I lived like that for 13 years before I was finally financially able to leave because of the horrible debt situation he got us into. Splitting up the mess he caused would have been horrible & the house was upside down at the time also & I wasn't in a good state to force a bankruptcy as I had horrible migraines that made me so sick I couldn't even think straight.

It was just easier to stay & exist in the same house but that's all it was was existing. When my mother died, I took my inheritance & used it to leave & buy my own farm 2100 miles away from where he is. It was the best thing I ever did. Some research I've done to try & figure out what was going on in the marriage showed me that he's got Asperger's & there is no discussing with him about anything. When something stresses him, he ignores that it exists like he did with the IRS. Life was HELL living with him.....the only thing that's good is that I no longer have to have anything to do with him except when I try to get the divorce & I left him the car I owned to drive which died & he managed to destroy the paperwork so I'm having problems getting the information I need from the DMV so I can scrap the car....it's not easy taking care of anything from 2100 miles away & he's not mentally capable of dealing with anything.
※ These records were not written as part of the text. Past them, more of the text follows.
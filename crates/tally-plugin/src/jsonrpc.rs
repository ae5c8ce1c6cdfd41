// crates/tally-plugin/src/jsonrpc.rs
// ============================================================================
// Module: JSON-RPC Transport
// Description: JSON-RPC 2.0 over HTTP for plugin calls.
// Purpose: Serve `POST /rpc` with bearer-token auth and body limits.
// Dependencies: axum, serde, serde_json, tokio
// ============================================================================

//! ## Overview
//! Each request is one JSON-RPC 2.0 envelope posted to `/rpc` with an
//! `Authorization: Bearer <token>` header carrying the session token. Bodies
//! above the configured limit are rejected with 413 before parsing. Envelope
//! errors map to 400, auth failures to 401, and call failures travel as
//! JSON-RPC errors on a 200 response.

// ============================================================================
// SECTION: Imports
// ============================================================================

use std::io;
use std::sync::Arc;

use axum::Router;
use axum::body::Bytes;
use axum::extract::DefaultBodyLimit;
use axum::extract::State;
use axum::http::HeaderMap;
use axum::http::StatusCode;
use axum::http::header::AUTHORIZATION;
use axum::response::IntoResponse;
use axum::routing::post;
use serde::Deserialize;
use serde::Serialize;
use serde_json::Value;
use tokio::net::TcpListener;

use crate::log::PluginLogEvent;
use crate::proxy::PluginService;
use crate::proxy::call_blocking;
use crate::rpc::RpcError;
use crate::rpc::RpcMethod;
use crate::rpc::RpcRequest;

// ============================================================================
// SECTION: Constants
// ============================================================================

/// Route serving JSON-RPC requests.
pub const RPC_PATH: &str = "/rpc";
/// JSON-RPC protocol version.
pub const JSONRPC_VERSION: &str = "2.0";
/// Largest accepted `Authorization` header.
const MAX_AUTH_HEADER_BYTES: usize = 1024;

// ============================================================================
// SECTION: Envelopes
// ============================================================================

/// JSON-RPC request envelope.
#[derive(Debug, Serialize, Deserialize)]
pub struct JsonRpcRequest {
    /// JSON-RPC protocol version.
    pub jsonrpc: String,
    /// Request identifier.
    pub id: Value,
    /// Method name.
    pub method: String,
    /// Optional parameters payload.
    #[serde(default, skip_serializing_if = "Option::is_none")]
    pub params: Option<Value>,
}

/// JSON-RPC response envelope.
#[derive(Debug, Serialize, Deserialize)]
pub struct JsonRpcResponse {
    /// JSON-RPC protocol version.
    pub jsonrpc: String,
    /// Request identifier.
    pub id: Value,
    /// Successful result payload.
    #[serde(default, skip_serializing_if = "Option::is_none")]
    pub result: Option<Value>,
    /// Error payload when the request fails.
    #[serde(default, skip_serializing_if = "Option::is_none")]
    pub error: Option<JsonRpcError>,
}

/// JSON-RPC error payload.
#[derive(Debug, Serialize, Deserialize)]
pub struct JsonRpcError {
    /// Error code.
    pub code: i64,
    /// Human-readable error message.
    pub message: String,
}

impl JsonRpcResponse {
    /// Builds a success response.
    fn success(id: Value, result: Value) -> Self {
        Self {
            jsonrpc: JSONRPC_VERSION.to_string(),
            id,
            result: Some(result),
            error: None,
        }
    }

    /// Builds an error response.
    fn failure(id: Value, error: &RpcError) -> Self {
        Self {
            jsonrpc: JSONRPC_VERSION.to_string(),
            id,
            result: None,
            error: Some(JsonRpcError {
                code: error.jsonrpc_code(),
                message: error.to_string(),
            }),
        }
    }
}

// ============================================================================
// SECTION: Server
// ============================================================================

/// Shared state for the `/rpc` handler.
struct RpcState {
    /// Service receiving decoded calls.
    service: Arc<dyn PluginService>,
}

/// Builds the JSON-RPC router.
pub fn router(service: Arc<dyn PluginService>, max_body_bytes: usize) -> Router {
    let state = Arc::new(RpcState {
        service,
    });
    Router::new()
        .route(RPC_PATH, post(handle_rpc))
        .layer(DefaultBodyLimit::max(max_body_bytes))
        .with_state(state)
}

/// Serves JSON-RPC requests on `listener` until the process ends.
///
/// # Errors
///
/// Returns an error when the HTTP server fails.
pub async fn serve_jsonrpc(
    listener: TcpListener,
    service: Arc<dyn PluginService>,
    max_body_bytes: usize,
) -> io::Result<()> {
    axum::serve(listener, router(service, max_body_bytes)).await
}

/// Handles one JSON-RPC request.
async fn handle_rpc(
    State(state): State<Arc<RpcState>>,
    headers: HeaderMap,
    bytes: Bytes,
) -> impl IntoResponse {
    let (status, response) = respond(&state, &headers, &bytes).await;
    (status, axum::Json(response))
}

/// Authenticates, parses, and dispatches a request body.
async fn respond(
    state: &RpcState,
    headers: &HeaderMap,
    bytes: &Bytes,
) -> (StatusCode, JsonRpcResponse) {
    let session = state.service.session();
    let auth_header = headers.get(AUTHORIZATION).and_then(|value| value.to_str().ok());
    if let Err(reason) = check_bearer(auth_header, |token| session.authenticate(token)) {
        session.log(&PluginLogEvent::warn("auth_rejected", reason));
        return error_response(Value::Null, &RpcError::unauthenticated());
    }
    let Ok(request) = serde_json::from_slice::<JsonRpcRequest>(bytes) else {
        let err = RpcError::InvalidRequest("invalid json-rpc request".to_string());
        return error_response(Value::Null, &err);
    };
    if request.jsonrpc != JSONRPC_VERSION {
        let err = RpcError::InvalidRequest("unsupported json-rpc version".to_string());
        return error_response(request.id, &err);
    }
    let Some(method) = RpcMethod::from_name(&request.method) else {
        return error_response(request.id, &RpcError::method_not_found(&request.method));
    };
    let call = match RpcRequest::from_json_params(method, request.params) {
        Ok(call) => call,
        Err(err) => return error_response(request.id, &err),
    };
    let outcome = call_blocking(&state.service, call).await;
    match outcome.and_then(|reply| {
        reply.to_json_result().map_err(|err| RpcError::Serialization(err.to_string()))
    }) {
        Ok(result) => (StatusCode::OK, JsonRpcResponse::success(request.id, result)),
        Err(err) => error_response(request.id, &err),
    }
}

/// Maps an RPC error to its HTTP status and envelope.
fn error_response(id: Value, error: &RpcError) -> (StatusCode, JsonRpcResponse) {
    let status = match error {
        RpcError::Unauthenticated(_) => StatusCode::UNAUTHORIZED,
        RpcError::InvalidRequest(_) | RpcError::MethodNotFound(_) | RpcError::InvalidParams(_) => {
            StatusCode::BAD_REQUEST
        }
        RpcError::Call(_) | RpcError::Panic(_) | RpcError::Serialization(_) => StatusCode::OK,
    };
    (status, JsonRpcResponse::failure(id, error))
}

/// Validates a bearer `Authorization` header with `verify`.
fn check_bearer(
    auth_header: Option<&str>,
    verify: impl FnOnce(&str) -> bool,
) -> Result<(), &'static str> {
    let header = auth_header.ok_or("missing authorization")?;
    if header.len() > MAX_AUTH_HEADER_BYTES {
        return Err("authorization header too large");
    }
    let mut parts = header.trim().splitn(2, ' ');
    let scheme = parts.next().unwrap_or_default();
    let token = parts.next().unwrap_or_default().trim();
    if !scheme.eq_ignore_ascii_case("bearer") || token.is_empty() {
        return Err("invalid authorization scheme");
    }
    if verify(token) { Ok(()) } else { Err("session token mismatch") }
}

// ============================================================================
// SECTION: Tests
// ============================================================================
I honestly hate not being divorced because I don't have protection against his financial irresponsibility.....but I love not having to have anything to do with him or see him on a daily basis even though like you I lived in my own area of the house so I really never had to have anything to do with him.

Leaving was the best thing I ever did because I was finally able to look back at the reality of the whole bad marriage & get some perspective on what was going on & realize just how totally dysfunctional he is....I realize it wasn't me that was the problem because I now have a wonderful life surrounded by wonderful supportive people......something I never had in my marriage was support because he was incapable of providing that in the marriage.....

Leave & you can finally see the forest because you are outside of all the massive number of trees.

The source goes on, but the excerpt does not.